* Goal of the exercise *
Return all of the entries exactly as written.

Stored records:
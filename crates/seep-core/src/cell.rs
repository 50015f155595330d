//! The [`Cell`] type and its closed [`CellKind`] tag.

use std::fmt;

use crate::error::EditError;

/// Nominal capacity of a single cell. A cell "at rest" holds at most this
/// much fill; pressurized liquid may exceed it transiently.
pub const CAPACITY: f64 = 1.0;

/// Fill below this level counts as empty for flow-resistance decisions.
pub const EMPTY_THRESHOLD: f64 = 0.1;

/// What occupies a cell, and therefore which rules apply to it.
///
/// Raw tags (as produced by input devices or foreign callers) map as
/// `0 = Solid`, `1 = Liquid`, `2 = Gas`; see [`CellKind::tag`] and the
/// `TryFrom<u8>` impl.
#[derive(Clone, Copy, Debug, PartialEq, Eq, Hash)]
pub enum CellKind {
    /// Immovable obstacle. Never donates or receives fill.
    Solid,
    /// Falls, spreads sideways, and is pushed up under pressure.
    Liquid,
    /// Rises and diffuses sideways.
    Gas,
}

impl CellKind {
    /// All kinds, in tag order.
    pub const ALL: [CellKind; 3] = [CellKind::Solid, CellKind::Liquid, CellKind::Gas];

    /// Raw numeric tag for this kind.
    pub fn tag(self) -> u8 {
        match self {
            Self::Solid => 0,
            Self::Liquid => 1,
            Self::Gas => 2,
        }
    }

    /// The next kind in the paint cycle: Solid → Liquid → Gas → Solid.
    pub fn cycle(self) -> Self {
        match self {
            Self::Solid => Self::Liquid,
            Self::Liquid => Self::Gas,
            Self::Gas => Self::Solid,
        }
    }
}

impl TryFrom<u8> for CellKind {
    type Error = EditError;

    fn try_from(tag: u8) -> Result<Self, Self::Error> {
        match tag {
            0 => Ok(Self::Solid),
            1 => Ok(Self::Liquid),
            2 => Ok(Self::Gas),
            _ => Err(EditError::InvalidKind { tag }),
        }
    }
}

impl fmt::Display for CellKind {
    fn fmt(&self, f: &mut fmt::Formatter<'_>) -> fmt::Result {
        match self {
            Self::Solid => write!(f, "solid"),
            Self::Liquid => write!(f, "liquid"),
            Self::Gas => write!(f, "gas"),
        }
    }
}

/// A single grid cell.
///
/// `kind` and `fill` are the simulated state and are freely mutable.
/// The coordinates are fixed at placement and only identify where the
/// cell lives; two cells are not "the same" because they share a position.
#[derive(Clone, Copy, Debug, PartialEq)]
pub struct Cell {
    /// What occupies the cell.
    pub kind: CellKind,
    /// How much of the cell's capacity is occupied. Nominally in
    /// `[0, CAPACITY]`; liquid may exceed it until pressure is released.
    pub fill: f64,
    row: u32,
    col: u32,
}

impl Cell {
    /// Create a cell at `(row, col)`.
    pub fn new(row: u32, col: u32, kind: CellKind, fill: f64) -> Self {
        Self {
            kind,
            fill,
            row,
            col,
        }
    }

    /// Row index (0 = top).
    pub fn row(&self) -> u32 {
        self.row
    }

    /// Column index (0 = left).
    pub fn col(&self) -> u32 {
        self.col
    }

    /// Whether this is a solid obstacle.
    pub fn is_solid(&self) -> bool {
        self.kind == CellKind::Solid
    }

    /// Whether this cell holds liquid (possibly zero of it).
    pub fn is_liquid(&self) -> bool {
        self.kind == CellKind::Liquid
    }

    /// Whether this cell holds gas (possibly zero of it).
    pub fn is_gas(&self) -> bool {
        self.kind == CellKind::Gas
    }

    /// Whether the fill is below [`EMPTY_THRESHOLD`].
    pub fn is_effectively_empty(&self) -> bool {
        self.fill < EMPTY_THRESHOLD
    }

    /// Remaining room up to [`CAPACITY`]. Negative when pressurized.
    pub fn free_space(&self) -> f64 {
        CAPACITY - self.fill
    }

    /// Fill clamped to `[0, CAPACITY]`, for display only.
    pub fn display_fill(&self) -> f64 {
        if self.fill.is_nan() {
            return 0.0;
        }
        self.fill.clamp(0.0, CAPACITY)
    }
}

#[cfg(test)]
mod tests {
    use super::*;

    #[test]
    fn tags_round_trip_for_every_kind() {
        for kind in CellKind::ALL {
            assert_eq!(CellKind::try_from(kind.tag()), Ok(kind));
        }
    }

    #[test]
    fn unknown_tag_rejected() {
        assert_eq!(
            CellKind::try_from(3),
            Err(EditError::InvalidKind { tag: 3 })
        );
        assert!(CellKind::try_from(255).is_err());
    }

    #[test]
    fn cycle_visits_all_kinds() {
        let mut k = CellKind::Solid;
        k = k.cycle();
        assert_eq!(k, CellKind::Liquid);
        k = k.cycle();
        assert_eq!(k, CellKind::Gas);
        k = k.cycle();
        assert_eq!(k, CellKind::Solid);
    }

    #[test]
    fn coordinates_are_preserved() {
        let c = Cell::new(3, 7, CellKind::Gas, 0.5);
        assert_eq!(c.row(), 3);
        assert_eq!(c.col(), 7);
        assert!(c.is_gas());
        assert!(!c.is_liquid());
    }

    #[test]
    fn free_space_goes_negative_when_pressurized() {
        let c = Cell::new(0, 0, CellKind::Liquid, 1.25);
        assert!((c.free_space() + 0.25).abs() < 1e-12);
    }

    #[test]
    fn effectively_empty_below_threshold() {
        assert!(Cell::new(0, 0, CellKind::Liquid, 0.05).is_effectively_empty());
        assert!(!Cell::new(0, 0, CellKind::Liquid, 0.1).is_effectively_empty());
    }

    #[test]
    fn display_fill_clamps_without_touching_state() {
        let over = Cell::new(0, 0, CellKind::Liquid, 1.7);
        let under = Cell::new(0, 0, CellKind::Liquid, -1e-12);
        assert_eq!(over.display_fill(), 1.0);
        assert_eq!(under.display_fill(), 0.0);
        assert_eq!(over.fill, 1.7);
    }

    #[test]
    fn kind_display() {
        assert_eq!(CellKind::Solid.to_string(), "solid");
        assert_eq!(CellKind::Gas.to_string(), "gas");
    }
}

* Problem solution *
filename crates/seep-core/src/cell.rs
repository 50015f155595330d
//! The [`Cell`] type and its closed [`CellKind`] tag.

use std::fmt;

use crate::error::EditError;

/// Nominal capacity of a single cell. A cell "at rest" holds at most this
/// much fill; pressurized liquid may exceed it transiently.
pub const CAPACITY: f64 = 1.0;

/// Fill below this level counts as empty for flow-resistance decisions.
pub const EMPTY_THRESHOLD: f64 = 0.1;

/// What occupies a cell, and therefore which rules apply to it.
///
/// Raw tags (as produced by input devices or foreign callers) map as
/// `0 = Solid`, `1 = Liquid`, `2 = Gas`; see [`CellKind::tag`] and the
/// `TryFrom<u8>` impl.
#[derive(Clone, Copy, Debug, PartialEq, Eq, Hash)]
pub enum CellKind {
    /// Immovable obstacle. Never donates or receives fill.
    Solid,
    /// Falls, spreads sideways, and is pushed up under pressure.
    Liquid,
    /// Rises and diffuses sideways.
    Gas,
}

impl CellKind {
    /// All kinds, in tag order.
    pub const ALL: [CellKind; 3] = [CellKind::Solid, CellKind::Liquid, CellKind::Gas];

    /// Raw numeric tag for this kind.
    pub fn tag(self) -> u8 {
        match self {
            Self::Solid => 0,
            Self::Liquid => 1,
            Self::Gas => 2,
        }
    }

    /// The next kind in the paint cycle: Solid → Liquid → Gas → Solid.
    pub fn cycle(self) -> Self {
        match self {
            Self::Solid => Self::Liquid,
            Self::Liquid => Self::Gas,
            Self::Gas => Self::Solid,
        }
    }
}

impl TryFrom<u8> for CellKind {
    type Error = EditError;

    fn try_from(tag: u8) -> Result<Self, Self::Error> {
        match tag {
            0 => Ok(Self::Solid),
            1 => Ok(Self::Liquid),
            2 => Ok(Self::Gas),
            _ => Err(EditError::InvalidKind { tag }),
        }
    }
}

impl fmt::Display for CellKind {
    fn fmt(&self, f: &mut fmt::Formatter<'_>) -> fmt::Result {
        match self {
            Self::Solid => write!(f, "solid"),
            Self::Liquid => write!(f, "liquid"),
            Self::Gas => write!(f, "gas"),
        }
    }
}

/// A single grid cell.
///
/// `kind` and `fill` are the simulated state and are freely mutable.
/// The coordinates are fixed at placement and only identify where the
/// cell lives; two cells are not "the same" because they share a position.
#[derive(Clone, Copy, Debug, PartialEq)]
pub struct Cell {
    /// What occupies the cell.
    pub kind: CellKind,
    /// How much of the cell's capacity is occupied. Nominally in
    /// `[0, CAPACITY]`; liquid may exceed it until pressure is released.
    pub fill: f64,
    row: u32,
    col: u32,
}

impl Cell {
    /// Create a cell at `(row, col)`.
    pub fn new(row: u32, col: u32, kind: CellKind, fill: f64) -> Self {
        Self {
            kind,
            fill,
            row,
            col,
        }
    }

    /// Row index (0 = top).
    pub fn row(&self) -> u32 {
        self.row
    }

    /// Column index (0 = left).
    pub fn col(&self) -> u32 {
        self.col
    }

    /// Whether this is a solid obstacle.
    pub fn is_solid(&self) -> bool {
        self.kind == CellKind::Solid
    }

    /// Whether this cell holds liquid (possibly zero of it).
    pub fn is_liquid(&self) -> bool {
        self.kind == CellKind::Liquid
    }

    /// Whether this cell holds gas (possibly zero of it).
    pub fn is_gas(&self) -> bool {
        self.kind == CellKind::Gas
    }

    /// Whether the fill is below [`EMPTY_THRESHOLD`].
    pub fn is_effectively_empty(&self) -> bool {
        self.fill < EMPTY_THRESHOLD
    }

    /// Remaining room up to [`CAPACITY`]. Negative when pressurized.
    pub fn free_space(&self) -> f64 {
        CAPACITY - self.fill
    }

    /// Fill clamped to `[0, CAPACITY]`, for display only.
    pub fn display_fill(&self) -> f64 {
        if self.fill.is_nan() {
            return 0.0;
        }
        self.fill.clamp(0.0, CAPACITY)
    }
}

#[cfg(test)]
mod tests {
    use super::*;

    #[test]
    fn tags_round_trip_for_every_kind() {
        for kind in CellKind::ALL {
            assert_eq!(CellKind::try_from(kind.tag()), Ok(kind));
        }
    }

    #[test]
    fn unknown_tag_rejected() {
        assert_eq!(
            CellKind::try_from(3),
            Err(EditError::InvalidKind { tag: 3 })
        );
        assert!(CellKind::try_from(255).is_err());
    }

    #[test]
    fn cycle_visits_all_kinds() {
        let mut k = CellKind::Solid;
        k = k.cycle();
        assert_eq!(k, CellKind::Liquid);
        k = k.cycle();
        assert_eq!(k, CellKind::Gas);
        k = k.cycle();
        assert_eq!(k, CellKind::Solid);
    }

    #[test]
    fn coordinates_are_preserved() {
        let c = Cell::new(3, 7, CellKind::Gas, 0.5);
        assert_eq!(c.row(), 3);
        assert_eq!(c.col(), 7);
        assert!(c.is_gas());
        assert!(!c.is_liquid());
    }

    #[test]
    fn free_space_goes_negative_when_pressurized() {
        let c = Cell::new(0, 0, CellKind::Liquid, 1.25);
        assert!((c.free_space() + 0.25).abs() < 1e-12);
    }

    #[test]
    fn effectively_empty_below_threshold() {
        assert!(Cell::new(0, 0, CellKind::Liquid, 0.05).is_effectively_empty());
        assert!(!Cell::new(0, 0, CellKind::Liquid, 0.1).is_effectively_empty());
    }

    #[test]
    fn display_fill_clamps_without_touching_state() {
        let over = Cell::new(0, 0, CellKind::Liquid, 1.7);
        let under = Cell::new(0, 0, CellKind::Liquid, -1e-12);
        assert_eq!(over.display_fill(), 1.0);
        assert_eq!(under.display_fill(), 0.0);
        assert_eq!(over.fill, 1.7);
    }

    #[test]
    fn kind_display() {
        assert_eq!(CellKind::Solid.to_string(), "solid");
        assert_eq!(CellKind::Gas.to_string(), "gas");
    }
}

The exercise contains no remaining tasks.